As any traveler knows, the moment you step outside of your native habitat, two primary and essential cultural questions must immediately be faced: How and what do these people eat, and how do they shit. My good friend Dwight spent a good chunk (no pun intended, well...okay, pun intended) of the year doing readings on the subject of world toilet habits, and the students surprisingly complained. Perhaps it takes facing a wholly alien process of waste management to make the subject seem fascinating. In fact it comprises a good portion of our group talk and joking, and a mixed group of relatively new friends freely and heartily rib each other and discuss their latest scatalogical tales. I know it belies my cultural bias, but it hard for me to believe that we aren't easily one up on the Thais in this area. I have yet to encounter hot water. That makes sense since it averages the high 80's and above. The heat means that showers are frequent and cold. The sink has one spigot and it is set strangely far back, as a rule, from the edge of the counter.
The nicer bathrooms are all tiled. Most have a hand held shower unit that points to the middle of the room. I guess you can take the shower wherever you want that the hose will reach. I just leave it in place though it is pretty low for me.

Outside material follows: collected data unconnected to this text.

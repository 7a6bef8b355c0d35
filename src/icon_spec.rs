//! The fixed table of icon variants an iOS AppIcon.appiconset needs.

use serde::{Serialize, Serializer};
use std::fmt;

/// Device class an icon variant targets
#[derive(Debug, Clone, Copy, PartialEq, Eq)]
pub enum Idiom {
    Iphone,
    Ipad,
    IosMarketing,
}

impl Idiom {
    /// Asset catalog tag, as written in Contents.json
    pub fn as_str(self) -> &'static str {
        match self {
            Idiom::Iphone => "iphone",
            Idiom::Ipad => "ipad",
            Idiom::IosMarketing => "ios-marketing",
        }
    }
}

impl Serialize for Idiom {
    fn serialize<S: Serializer>(&self, serializer: S) -> Result<S::Ok, S::Error> {
        serializer.serialize_str(self.as_str())
    }
}

impl fmt::Display for Idiom {
    fn fmt(&self, f: &mut fmt::Formatter<'_>) -> fmt::Result {
        f.write_str(self.as_str())
    }
}

/// One required icon variant: a logical point size at a display scale
#[derive(Debug, Clone, Copy, PartialEq)]
pub struct IconSpec {
    /// Logical size in points (83.5 is the only fractional one)
    pub size_pt: f64,
    /// Display density multiplier (1x, 2x, 3x)
    pub scale: u32,
    pub idiom: Idiom,
}

impl IconSpec {
    const fn new(size_pt: f64, scale: u32, idiom: Idiom) -> Self {
        Self {
            size_pt,
            scale,
            idiom,
        }
    }

    /// Physical edge length in pixels, `round(size_pt * scale)`
    pub fn pixel_size(&self) -> u32 {
        (self.size_pt * f64::from(self.scale)).round() as u32
    }

    /// Output filename keyed by pixel size, e.g. `icon_120x120.png`
    pub fn filename(&self) -> String {
        let px = self.pixel_size();
        format!("icon_{px}x{px}.png")
    }

    /// Point size as written in Contents.json, e.g. `20x20` or `83.5x83.5`
    pub fn size_string(&self) -> String {
        // f64 Display drops the fraction for whole numbers
        format!("{0}x{0}", self.size_pt)
    }

    /// Scale as written in Contents.json, e.g. `2x`
    pub fn scale_string(&self) -> String {
        format!("{}x", self.scale)
    }
}

/// Every variant required for an iPhone/iPad app, in Contents.json order
pub static ICON_SPECS: [IconSpec; 18] = [
    // iPhone
    IconSpec::new(20.0, 2, Idiom::Iphone),
    IconSpec::new(20.0, 3, Idiom::Iphone),
    IconSpec::new(29.0, 2, Idiom::Iphone),
    IconSpec::new(29.0, 3, Idiom::Iphone),
    IconSpec::new(40.0, 2, Idiom::Iphone),
    IconSpec::new(40.0, 3, Idiom::Iphone),
    IconSpec::new(60.0, 2, Idiom::Iphone),
    IconSpec::new(60.0, 3, Idiom::Iphone),
    // iPad
    IconSpec::new(20.0, 1, Idiom::Ipad),
    IconSpec::new(20.0, 2, Idiom::Ipad),
    IconSpec::new(29.0, 1, Idiom::Ipad),
    IconSpec::new(29.0, 2, Idiom::Ipad),
    IconSpec::new(40.0, 1, Idiom::Ipad),
    IconSpec::new(40.0, 2, Idiom::Ipad),
    IconSpec::new(76.0, 1, Idiom::Ipad),
    IconSpec::new(76.0, 2, Idiom::Ipad),
    IconSpec::new(83.5, 2, Idiom::Ipad),
    // App Store
    IconSpec::new(1024.0, 1, Idiom::IosMarketing),
];
use std::collections::BTreeMap;

use crate::clock::DateTime;

/// Closing prices for one instrument ordered by date ascending. Immutable once built.
#[derive(Clone, Debug, PartialEq)]
pub struct PriceSeries {
    dates: Vec<DateTime>,
    prices: Vec<f64>,
}

impl PriceSeries {
    /// Pairs are sorted by date, a repeated date keeps the last price given.
    pub fn new(pairs: impl IntoIterator<Item = (DateTime, f64)>) -> Self {
        let ordered: BTreeMap<DateTime, f64> = pairs.into_iter().collect();
        let (dates, prices) = ordered.into_iter().unzip();
        Self { dates, prices }
    }

    pub fn from_prices(start: impl Into<DateTime>, prices: &[f64]) -> Self {
        let start_val: DateTime = start.into();
        Self::new(prices.iter().enumerate().map(|(i, price)| {
            let date = DateTime::from(*start_val + i as i64 * DateTime::SECS_IN_DAY);
            (date, *price)
        }))
    }

    pub fn dates(&self) -> &[DateTime] {
        &self.dates
    }

    pub fn prices(&self) -> &[f64] {
        &self.prices
    }

    pub fn len(&self) -> usize {
        self.prices.len()
    }

    pub fn is_empty(&self) -> bool {
        self.prices.is_empty()
    }
}

/// Price series keyed by instrument identifier.
#[derive(Clone, Debug, Default, PartialEq)]
pub struct PriceHistory {
    inner: BTreeMap<String, PriceSeries>,
}

impl PriceHistory {
    pub fn new() -> Self {
        Self {
            inner: BTreeMap::new(),
        }
    }

    pub fn insert(&mut self, symbol: impl Into<String>, series: PriceSeries) {
        self.inner.insert(symbol.into(), series);
    }

    pub fn get(&self, symbol: &str) -> Option<&PriceSeries> {
        self.inner.get(symbol)
    }

    pub fn iter(&self) -> impl Iterator<Item = (&String, &PriceSeries)> {
        self.inner.iter()
    }

    pub fn symbols(&self) -> Vec<String> {
        self.inner.keys().cloned().collect()
    }

    pub fn len(&self) -> usize {
        self.inner.len()
    }

    pub fn is_empty(&self) -> bool {
        self.inner.is_empty()
    }

    /// True when no instrument has a single price, an entry holding an empty series counts as no
    /// data.
    pub fn has_no_prices(&self) -> bool {
        self.inner.values().all(|series| series.is_empty())
    }

    /// Splits off every series shorter than `min_len`, returning the symbols removed.
    pub fn drop_shorter_than(&mut self, min_len: usize) -> Vec<String> {
        let dropped: Vec<String> = self
            .inner
            .iter()
            .filter(|(_, series)| series.len() < min_len)
            .map(|(symbol, _)| symbol.clone())
            .collect();
        for symbol in &dropped {
            self.inner.remove(symbol);
        }
        dropped
    }
}

impl FromIterator<(String, PriceSeries)> for PriceHistory {
    fn from_iter<T: IntoIterator<Item = (String, PriceSeries)>>(iter: T) -> Self {
        Self {
            inner: iter.into_iter().collect(),
        }
    }
}

/// Accumulates prices one observation at a time, in any order, before producing a
/// [PriceHistory].
pub struct PriceHistoryBuilder {
    inner: BTreeMap<String, BTreeMap<DateTime, f64>>,
}

impl PriceHistoryBuilder {
    pub fn new() -> Self {
        Self {
            inner: BTreeMap::new(),
        }
    }

    pub fn add_price(&mut self, price: f64, date: impl Into<DateTime>, symbol: impl Into<String>) {
        self.inner
            .entry(symbol.into())
            .or_default()
            .insert(date.into(), price);
    }

    /// Registers the symbol without prices, used when a source answers but has nothing in range.
    pub fn add_symbol(&mut self, symbol: impl Into<String>) {
        self.inner.entry(symbol.into()).or_default();
    }

    pub fn build(self) -> PriceHistory {
        self.inner
            .into_iter()
            .map(|(symbol, rows)| (symbol, PriceSeries::new(rows)))
            .collect()
    }
}

impl Default for PriceHistoryBuilder {
    fn default() -> Self {
        Self::new()
    }
}

#[cfg(test)]
mod tests {
    use super::{PriceHistoryBuilder, PriceSeries};
    use crate::clock::DateTime;

    #[test]
    fn test_that_series_is_ordered_by_date() {
        let series = PriceSeries::new(vec![
            (DateTime::from(300), 99.0),
            (DateTime::from(100), 100.0),
            (DateTime::from(200), 110.0),
        ]);
        assert_eq!(series.prices(), &[100.0, 110.0, 99.0]);
        let dates: Vec<DateTime> = vec![100.into(), 200.into(), 300.into()];
        assert_eq!(series.dates(), dates.as_slice());
    }

    #[test]
    fn test_that_builder_groups_by_symbol() {
        let mut builder = PriceHistoryBuilder::new();
        builder.add_price(101.0, 101, "ABC");
        builder.add_price(10.0, 100, "BCD");
        builder.add_price(100.0, 100, "ABC");
        builder.add_price(11.0, 101, "BCD");

        let history = builder.build();
        assert_eq!(history.symbols(), vec!["ABC".to_string(), "BCD".to_string()]);
        assert_eq!(history.get("ABC").unwrap().prices(), &[100.0, 101.0]);
        assert_eq!(history.get("BCD").unwrap().prices(), &[10.0, 11.0]);
    }

    #[test]
    fn test_that_history_with_only_empty_series_has_no_prices() {
        let mut builder = PriceHistoryBuilder::new();
        builder.add_symbol("ABC");
        let history = builder.build();
        assert_eq!(history.len(), 1);
        assert!(!history.is_empty());
        assert!(history.has_no_prices());

        let mut builder = PriceHistoryBuilder::new();
        builder.add_price(100.0, 100, "ABC");
        builder.add_symbol("BCD");
        assert!(!builder.build().has_no_prices());
    }

    #[test]
    fn test_that_short_series_are_dropped() {
        let mut builder = PriceHistoryBuilder::new();
        builder.add_price(100.0, 100, "ABC");
        builder.add_price(101.0, 101, "ABC");
        builder.add_price(102.0, 102, "ABC");
        builder.add_price(10.0, 100, "BCD");
        builder.add_symbol("CDE");

        let mut history = builder.build();
        let dropped = history.drop_shorter_than(3);
        assert_eq!(dropped, vec!["BCD".to_string(), "CDE".to_string()]);
        assert_eq!(history.symbols(), vec!["ABC".to_string()]);
    }
}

The paper is not for wiping, however. Instead, one uses the sprayer as accurately as possible to cleanse the affected area and then uses a bit of paper to "dry" it, placing the wet paper in the trash can afterward. The toilet paper and holder is a rarity. More often Thais simply just use the sprayer and depart a bit "wet". It is preferable to the "Indian Handshake" I suppose, and it does get the job relatively done, but I find the whole process fraught with danger. I am always anxious that the sprayer will somehow douse my whole lower half, and each time I half to both hike up my pants from the ground and lower them down from the waist as low as possible.